### Exercise:
In this data, count the lines in which "payload" appears and give only that number.

|---|

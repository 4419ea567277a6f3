use axum::{extract::State, response::IntoResponse, Json};
use router_core::{Task, TaskPriority};
use serde::Deserialize;
use serde_json::Value;
use tracing::debug;
use uuid::Uuid;

use crate::{error::ApiResult, response::success, routes::AppState};

/// 任务提交请求
///
/// 未提供 `id` 或为空白时生成UUID v4。
#[derive(Debug, Deserialize)]
pub struct SubmitTaskRequest {
    pub id: Option<String>,
    #[serde(default)]
    pub payload: Value,
    #[serde(default)]
    pub priority: TaskPriority,
}

impl SubmitTaskRequest {
    pub fn into_task(self) -> Task {
        let id = match self.id {
            Some(id) if !id.trim().is_empty() => id,
            _ => Uuid::new_v4().to_string(),
        };
        Task::new(id, self.payload, self.priority)
    }
}

/// 按当前路由策略提交任务，等待最终结果
///
/// 业务失败（如无可用Worker）仍返回200，由结果中的 `success` 表达。
pub async fn submit_task(
    State(state): State<AppState>,
    Json(request): Json<SubmitTaskRequest>,
) -> ApiResult<impl IntoResponse> {
    let task = request.into_task();
    debug!(task_id = %task.id, priority = %task.priority, "HTTP提交任务");
    let result = state.router.submit_task(task).await?;
    Ok(success(result))
}

/// 广播任务到所有Worker，返回多数表决结果
pub async fn broadcast_task(
    State(state): State<AppState>,
    Json(request): Json<SubmitTaskRequest>,
) -> ApiResult<impl IntoResponse> {
    let task = request.into_task();
    debug!(task_id = %task.id, "HTTP广播任务");
    let result = state.router.broadcast_task(task).await?;
    Ok(success(result))
}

|---|

### Solved problem:
2